The safe harbor contains specific requirements for the following:

  • Partners’ Minimum Partnership Interest. There are separate requirements for the minimum interest in each material item of partnership income, gain, loss, deduction and credit for the Developer (1%) and an Investor (5%).
  • Investor’s Minimum Unconditional Investment. An Investor must make and maintain a minimum unconditional investment in the Project Company of 20% of the sum of the fixed capital contribution plus reasonably anticipated contingent capital contributions required to be contributed by the Investor under the partnership agreement.
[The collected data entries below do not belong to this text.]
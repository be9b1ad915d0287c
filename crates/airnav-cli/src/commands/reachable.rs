//! `reachable`: waypoints within a walking distance budget.

use std::io;

use anyhow::{Context, Result};

use crate::output::{write_json, write_reachable_text, OutputFormat};

use super::{CommandContext, Outcome};

pub async fn handle_reachable(
    ctx: &CommandContext,
    from: &str,
    max_distance: f64,
) -> Result<Outcome> {
    let reachable = ctx
        .service
        .find_reachable_waypoints(from, max_distance)
        .await
        .with_context(|| format!("reachability search from {from} failed"))?;

    let mut stdout = io::stdout().lock();
    match ctx.format {
        OutputFormat::Text => {
            write_reachable_text(&mut stdout, from, max_distance, &reachable, &ctx.palette)?
        }
        OutputFormat::Json => write_json(&mut stdout, &reachable)?,
    }
    Ok(Outcome::Done)
}
//! `init-db`: create the waypoint schema.

use std::fs;
use std::path::Path;

use anyhow::{Context, Result};
use tracing::info;

use airnav_lib::SqliteWaypointRepository;

use super::Outcome;

pub fn handle_init_db(db_path: &Path) -> Result<Outcome> {
    if let Some(parent) = db_path.parent().filter(|p| !p.as_os_str().is_empty()) {
        fs::create_dir_all(parent)
            .with_context(|| format!("failed to create directory {}", parent.display()))?;
    }

    let repository = SqliteWaypointRepository::open(db_path)
        .with_context(|| format!("failed to open database {}", db_path.display()))?;
    repository
        .init_schema()
        .context("failed to create waypoint schema")?;

    info!(path = %db_path.display(), "waypoint schema ready");
    println!("Waypoint database ready at {}", db_path.display());
    Ok(Outcome::Done)
}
  • Contingent Consideration. At least 75% of the sum of the fixed capital contributions plus reasonably anticipated contingent capital contributions must be fixed and determinable obligations that are not contingent in amount or certainty of payment.
  • Purchase Rights. Neither the Developer, the Investor nor any related parties may have a right to purchase the Wind Farm or an interest in the Project Company at a price less than its then fair market value. In addition, the Developer may not have a right to purchase the Wind Farm or an interest in the Project Company earlier than 5 years after the facility is first placed in service.
  • Sale Rights. The Project Company may not have a right to cause any party to purchase the Wind Farm (other than the right to purchase electricity) from the Project Company. An Investor may not have a right to cause any party to purchase its partnership interest in the Project Company.
  • Guarantees and Loans. The safe harbor prohibits any person from guaranteeing or otherwise insuring the Investor the right to any allocation of the credit under Section 45. The Developer, the turbine supplier or any power purchaser may not provide a guarantee that the wind resource will be available at a certain level.
  • Allocation of the Section 45 credit among the partners. The Section 45 credit must be allocated in accordance with Treasury Regulations section 1.704-1(b)(4)(ii), which sets forth the rule for allocations of credits among partners.
  • Separate Activity for Purposes of the Passive Activity Loss Rules. For purposes of the passive activity loss rules, each Wind Farm will be treated as a separate activity. Thus, only investors that are not subject to the passive activity loss rules (such as C corporations,) and not individuals, will be able to offset non-project income with Section 45 credits.

The Revenue Procedure also contains an example of the application of the safe harbor rules as well as an acceptable allocation of the Section 45 credit. In the example, the Investor does not make its investment in the Project Company until construction of the Project is substantially complete. During Periods 1 and 2 (each of which continues until certain benchmarks or dates are reached) , the Investor is allocated 99% and the Developer is allocated 1% of the Project Company’s gross income or loss and Section 45 credits. During Period 1, 100% of the cash is allocated to the Developer, and during Period 2, 100% of the cash is allocated to the Investor. During Period 3 (which will not occur until after the 10-year period that the Section 45 credit is available,) the Developer will have the option to purchase the Investor’s interest in the Project Company for its then-appraised fair market value. If the Developer does not exercise this option, then during Period 3 the Investor is allocated 5% and the Developer is allocated 95% of the Project Company’s cash, gross income or loss and Section 45 credits.